Re: [PATCH v3 09/21] nvme: Implement cross-controller reset completion

From: Randy Jennings

Date: Thu Feb 19 2026 - 22:34:50 EST


On Wed, Feb 18, 2026 at 4:47 AM Mohamed Khalfella
<mkhalfella@xxxxxxxxxxxxxxx> wrote:
>
> On Wed 2026-02-18 08:51:31 +0100, Hannes Reinecke wrote:
> > On 2/17/26 19:25, Mohamed Khalfella wrote:
> At the same time the current implementation only waits for 1*KATO before
> retrying, so there will be regression if we switch to TP8028-compliant
> KATO handling for systems not supporting CCR.
Hannes, as I read the code (this is patch 19), if CQT is not set,
there is no delay. I
was expecting that to continue forward (I would be happy to exclude
'1' also). I agree that we would not want to use CQT where subsystems
have not requested that time to quiesce.

Am I reading this wrong, and you are worried that committed code currently waits
for 1*KATO, and this patch set shortens that? I do not see a delay of 1*KATO in
committed code. What am I missing?

> > > On Mon 2026-02-16 13:43:51 +0100, Hannes Reinecke wrote:

> > So we can (and should) use CCR as the determining factor whether we
> > want to switch to TP8028-compliant behaviour or stick with the original
> > implementation.
>
> We do check CCR support and availability in nvme_find_ctrl_ccr(). Adding
> a second counter will spare us the loop in nvme_find_ctrl_ccr(), which
> is not worth it IMO.

Another option is the Commands Supported log page. CCR is a command,
so support for it should show up there. The data structure is not the
simplest to reference; it might end up more complicated than having a
separate flag (why use another counter?),

RE:
> > want to switch to TP8028-compliant behaviour or stick with the original
> > implementation.
Hannes, do you mean TP8028 or TP4129? Yes, if we do not support CCRs
we should not send them or expect to receive a successful response.

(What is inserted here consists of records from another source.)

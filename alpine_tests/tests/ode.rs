//! Drives the ODE stepper the way the physics loop does: full stage
//! sweeps with caller-side adaptive step control.

use alpine_core::ode::{Ode23, OdeSolver};
use alpine_tests::init_tracing;

/// One full stage sweep; returns the refined value and error estimate.
fn sweep(solver: &Ode23, t: f64, y: f64, h: f64, f: impl Fn(f64, f64) -> f64) -> (f64, f64) {
    let mut step = solver.init(y, h);
    for stage in 0..solver.stages() {
        let st = t + solver.stage_time(&step, stage);
        let sy = solver.stage_value(&step, stage);
        let d = f(st, sy);
        solver.store_stage(&mut step, stage, d);
    }
    (solver.final_estimate(&step), solver.error_estimate(&step))
}

#[test]
fn adaptive_integration_of_exponential_growth() {
    init_tracing();
    let solver = Ode23;
    let tol = 1e-7;

    let mut t = 0.0;
    let mut y = 1.0;
    let mut h = 0.2;

    while 1.0 - t > 1e-12 {
        if t + h > 1.0 {
            h = 1.0 - t;
        }
        let (val, err) = sweep(&solver, t, y, h, |_, y| y);
        if err > tol {
            // Reject and shrink by the scheme's order.
            h *= 0.9 * (tol / err).powf(solver.timestep_exponent());
            continue;
        }
        y = val;
        t += h;
        if err > 0.0 {
            h = (h * 0.9 * (tol / err).powf(solver.timestep_exponent())).min(0.25);
        }
    }

    assert!((y - 1.0_f64.exp()).abs() < 1e-5, "y(1) = {y}");
}

#[test]
fn adaptive_integration_of_a_cosine_drive() {
    init_tracing();
    let solver = Ode23;
    let tol = 1e-8;
    let end = 2.0;

    let mut t = 0.0;
    let mut y = 0.0;
    let mut h = 0.1;

    while end - t > 1e-12 {
        if t + h > end {
            h = end - t;
        }
        let (val, err) = sweep(&solver, t, y, h, |t, _| t.cos());
        if err > tol {
            h *= 0.9 * (tol / err).powf(solver.timestep_exponent());
            continue;
        }
        y = val;
        t += h;
        if err > 0.0 {
            h = (h * 0.9 * (tol / err).powf(solver.timestep_exponent())).min(0.25);
        }
    }

    assert!((y - end.sin()).abs() < 1e-6, "y(2) = {y}");
}

#[test]
fn fixed_steps_converge_at_third_order() {
    init_tracing();
    let solver = Ode23;

    // Halving the step should cut the one-step error by about 2^4
    // (local truncation error is O(h^4) for a 3rd-order scheme).
    let f = |_: f64, y: f64| y;
    let err_at = |h: f64| {
        let (val, _) = sweep(&solver, 0.0, 1.0, h, f);
        (val - h.exp()).abs()
    };

    let e1 = err_at(0.2);
    let e2 = err_at(0.1);
    let ratio = e1 / e2;
    assert!(
        (8.0..32.0).contains(&ratio),
        "unexpected convergence ratio {ratio}"
    );
}
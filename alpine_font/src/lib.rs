//! `alpine_font`
//!
//! Bitmap/texture font subsystem: face metrics, text layout, and a
//! backend-agnostic draw path. Rasterization and GL state live with the
//! renderer; this crate only decides what to draw and where.

pub mod config;
pub mod font;
pub mod layout;
pub mod render;

pub mod prelude {
    //! Commonly used exports.

    pub use crate::config::*;
    pub use crate::font::*;
    pub use crate::layout::*;
    pub use crate::render::*;
}
//! Rendering seam.
//!
//! This crate does not depend on a graphics backend. The engine's GL
//! raster path implements [`GlyphBackend`]; tests use [`NullBackend`] or
//! a capturing stand-in.

use alpine_core::math::Vec2;

use crate::font::{Color, FontLibrary};
use crate::layout::place_text;

/// A minimal glyph drawing API.
pub trait GlyphBackend {
    fn draw_glyph(&mut self, ch: char, pos: Vec2, size: f64, color: Color);
}

/// A no-op backend useful for headless tests.
#[derive(Default)]
pub struct NullBackend;

impl GlyphBackend for NullBackend {
    fn draw_glyph(&mut self, _ch: char, _pos: Vec2, _size: f64, _color: Color) {}
}

/// Draws one line of `text` through the backend, advancing a pen per
/// glyph from the current face metrics. Spaces advance without a draw
/// call. A negative `x` centers the run in the viewport; without a
/// current face nothing is drawn.
pub fn draw_text<B: GlyphBackend>(
    lib: &FontLibrary,
    backend: &mut B,
    x: f64,
    y: f64,
    text: &str,
    viewport: Vec2,
) {
    let Some(face) = lib.current_face() else {
        return;
    };

    let size = lib.size();
    let color = lib.color();
    let width = face.text_width(text, size);
    let pos = place_text(x, y, width, size, viewport, lib.orientation());

    let mut pen = pos.x;
    for ch in text.chars() {
        if ch != ' ' {
            backend.draw_glyph(ch, Vec2::new(pen, pos.y), size, color);
        }
        pen += face.advance(ch, size);
    }
}
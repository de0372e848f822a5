//! Speed limiter action
//!
//! Contributes only bound channels, never values. Because bounds resolve by
//! tightest-wins rather than priority, this works registered at any
//! priority — typically a low one, well below the behaviors it restrains.

use super::{Action, DesiredMotion};

/// Action that caps translational and rotational speed
pub struct SpeedLimiter {
    name: String,
    desired: DesiredMotion,
    active: bool,
    max_vel: f64,
    max_neg_vel: Option<f64>,
    max_rot_vel: Option<f64>,
}

impl SpeedLimiter {
    /// Limit forward speed to `max_vel` mm/s
    pub fn new(name: &str, max_vel: f64) -> Self {
        Self {
            name: name.to_string(),
            desired: DesiredMotion::new(),
            active: true,
            max_vel,
            max_neg_vel: None,
            max_rot_vel: None,
        }
    }

    /// Also limit backward speed; `mm_per_sec` is negative
    pub fn with_max_neg_vel(mut self, mm_per_sec: f64) -> Self {
        self.max_neg_vel = Some(mm_per_sec);
        self
    }

    /// Also limit rotational speed
    pub fn with_max_rot_vel(mut self, deg_per_sec: f64) -> Self {
        self.max_rot_vel = Some(deg_per_sec);
        self
    }

    /// Change the forward speed limit
    pub fn set_max_vel(&mut self, mm_per_sec: f64) {
        self.max_vel = mm_per_sec;
    }
}

impl Action for SpeedLimiter {
    fn name(&self) -> &str {
        &self.name
    }

    fn is_active(&self) -> bool {
        self.active
    }

    fn set_active(&mut self, active: bool) {
        self.active = active;
    }

    fn fire(&mut self, _current: &DesiredMotion) -> Option<DesiredMotion> {
        self.desired.reset();
        self.desired.set_max_vel(self.max_vel);
        if let Some(v) = self.max_neg_vel {
            self.desired.set_max_neg_vel(v);
        }
        if let Some(v) = self.max_rot_vel {
            self.desired.set_max_rot_vel(v);
        }
        Some(self.desired)
    }
}
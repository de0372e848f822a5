//! Transport layer for the motor controller link
//!
//! The engine does not care whether packets travel over a serial port, a TCP
//! socket, or a simulator pipe; it only needs discrete packets in and
//! command packets out. Byte-level framing, checksumming, and reconnection
//! belong to the transport implementation.

use crate::error::Result;
use crate::packet::{CommandPacket, TelemetryPacket};
use std::time::Duration;

pub mod mock;
pub use mock::MockTransport;

/// Transport trait for packet exchange with the device
pub trait PacketTransport: Send {
    /// Send one command packet
    fn send(&mut self, cmd: &CommandPacket) -> Result<()>;

    /// Receive the next telemetry packet, waiting at most `timeout`
    ///
    /// Returns `Ok(None)` when no packet arrived within the timeout; the
    /// reader thread treats that as a normal idle tick, not an error.
    fn receive(&mut self, timeout: Duration) -> Result<Option<TelemetryPacket>>;

    /// Whether the underlying link is still usable
    fn is_open(&self) -> bool;
}
//! Action behavior units
//!
//! An action is a named, independently activatable behavior that proposes a
//! [`DesiredMotion`] each cycle. Actions are registered on the engine with an
//! integer priority and queried by the resolver from highest priority down;
//! see [`crate::resolver`] for how competing proposals are combined.
//!
//! Implementations must not block inside `fire` — it runs on the engine
//! thread inside the fixed cycle budget. Anything needing asynchronous work
//! polls a flag across cycles instead of waiting.

mod desired;
pub mod goto;
pub mod limiter;

pub use desired::{DesiredMotion, FULL_STRENGTH, RotTarget};
pub use goto::GotoStraight;
pub use limiter::SpeedLimiter;

use crate::robot::RobotHandle;

/// Behavior unit queried for desired motion every cycle
///
/// The common implementation pattern keeps one persistent [`DesiredMotion`]
/// in the struct, calls `reset()` on it at the top of `fire`, sets only the
/// wanted channels, and returns a copy. Returning `None` means "nothing to
/// contribute this cycle".
pub trait Action: Send {
    /// Name of this action; uniqueness is not enforced, lookups return the
    /// first match
    fn name(&self) -> &str;

    /// Propose motion for this cycle
    ///
    /// `current` is the result resolved so far from higher-priority actions,
    /// provided as a read-only hint; the returned record is this action's
    /// own independent contribution, not a mutation of the input.
    fn fire(&mut self, current: &DesiredMotion) -> Option<DesiredMotion>;

    /// Whether this action participates in resolution
    fn is_active(&self) -> bool {
        true
    }

    /// Set the activation flag
    fn set_active(&mut self, active: bool) {
        let _ = active;
    }

    /// Activate the action
    fn activate(&mut self) {
        self.set_active(true);
    }

    /// Deactivate the action; the resolver skips it entirely
    fn deactivate(&mut self) {
        self.set_active(false);
    }

    /// Receive a handle to the engine the action was registered on
    ///
    /// Called once at registration. The handle is non-owning: dropping the
    /// engine invalidates nothing the action must clean up, and the action
    /// never controls the engine's lifetime.
    fn attach(&mut self, robot: RobotHandle) {
        let _ = robot;
    }
}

I would be careful of stating this in terms of TP-compliant behavior. I
care about fixing a data corruption. TP4129 worked out what that
required and provided a channel to communicate how long the
subsystem took to clean up, but I really do not care much about
compliance outside of compatibility and predictability. As long as the
data corruption is handled conclusively and in a feasible manner
(IOW, no, the subsystem cannot clean up instantaneously, and we
do have to deal with possible communication delays while
coordinating between the host and subsystem), I can be happy
with the solution.

Sincerely,
Randy Jennings